**What this task involves**
The expected answer is the set of lines in the data below between the line holding "use uuid::Uuid;" and the line holding "components are omitted.", inclusive, written out exactly.

**Data**
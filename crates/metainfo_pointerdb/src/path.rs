//! Legacy key layout.
//!
//! Every segment is stored under `{project_id}/{segment}/{bucket}/{encrypted_path}`,
//! where `segment` is `l` for the terminal segment of an object and `s{index}`
//! for every other segment.

use std::fmt;

use uuid::Uuid;

use crate::store::PATH_SEPARATOR;

/// Segment component of a legacy key.
#[derive(Debug, Clone, Copy, PartialEq, Eq)]
pub enum SegmentIndex {
    /// The terminal segment, carrying the stream metadata.
    Last,
    /// An explicitly indexed, non-terminal segment.
    Index(u32),
}

impl fmt::Display for SegmentIndex {
    fn fmt(&self, f: &mut fmt::Formatter<'_>) -> fmt::Result {
        match self {
            SegmentIndex::Last => f.write_str("l"),
            SegmentIndex::Index(index) => write!(f, "s{}", index),
        }
    }
}

/// Full key of one legacy segment record.
#[derive(Debug, Clone, Copy, PartialEq, Eq)]
pub struct SegmentKey<'a> {
    pub project_id: Uuid,
    pub index: SegmentIndex,
    pub bucket: &'a [u8],
    pub encrypted_path: &'a [u8],
}

impl<'a> SegmentKey<'a> {
    pub fn new(
        project_id: Uuid,
        index: SegmentIndex,
        bucket: &'a [u8],
        encrypted_path: &'a [u8],
    ) -> Self {
        Self {
            project_id,
            index,
            bucket,
            encrypted_path,
        }
    }

    /// Encode the key as stored. Empty bucket or path components are omitted.
    pub fn encode(&self) -> Vec<u8> {
        let mut key = segment_prefix(&self.project_id, self.index);
        for part in [self.bucket, self.encrypted_path] {
            if !part.is_empty() {
                key.push(PATH_SEPARATOR);
                key.extend_from_slice(part);
            }
        }
        key
    }
}

fn segment_prefix(project_id: &Uuid, index: SegmentIndex) -> Vec<u8> {
    format!("{}/{}", project_id, index).into_bytes()
}

/// Listing prefix of all terminal segments of a project. Non-recursive
/// listing under it yields one `{bucket}/` prefix item per bucket.
pub fn project_prefix(project_id: &Uuid) -> Vec<u8> {
    let mut prefix = segment_prefix(project_id, SegmentIndex::Last);
    prefix.push(PATH_SEPARATOR);
    prefix
}

/// Listing prefix of all terminal segments of one bucket.
pub fn bucket_prefix(project_id: &Uuid, bucket: &[u8]) -> Vec<u8> {
    let mut prefix = project_prefix(project_id);
    prefix.extend_from_slice(bucket);
    prefix.push(PATH_SEPARATOR);
    prefix
}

**Answer to the problem**
use uuid::Uuid;

use crate::store::PATH_SEPARATOR;

/// Segment component of a legacy key.
#[derive(Debug, Clone, Copy, PartialEq, Eq)]
pub enum SegmentIndex {
    /// The terminal segment, carrying the stream metadata.
    Last,
    /// An explicitly indexed, non-terminal segment.
    Index(u32),
}

impl fmt::Display for SegmentIndex {
    fn fmt(&self, f: &mut fmt::Formatter<'_>) -> fmt::Result {
        match self {
            SegmentIndex::Last => f.write_str("l"),
            SegmentIndex::Index(index) => write!(f, "s{}", index),
        }
    }
}

/// Full key of one legacy segment record.
#[derive(Debug, Clone, Copy, PartialEq, Eq)]
pub struct SegmentKey<'a> {
    pub project_id: Uuid,
    pub index: SegmentIndex,
    pub bucket: &'a [u8],
    pub encrypted_path: &'a [u8],
}

impl<'a> SegmentKey<'a> {
    pub fn new(
        project_id: Uuid,
        index: SegmentIndex,
        bucket: &'a [u8],
        encrypted_path: &'a [u8],
    ) -> Self {
        Self {
            project_id,
            index,
            bucket,
            encrypted_path,
        }
    }

    /// Encode the key as stored. Empty bucket or path components are omitted.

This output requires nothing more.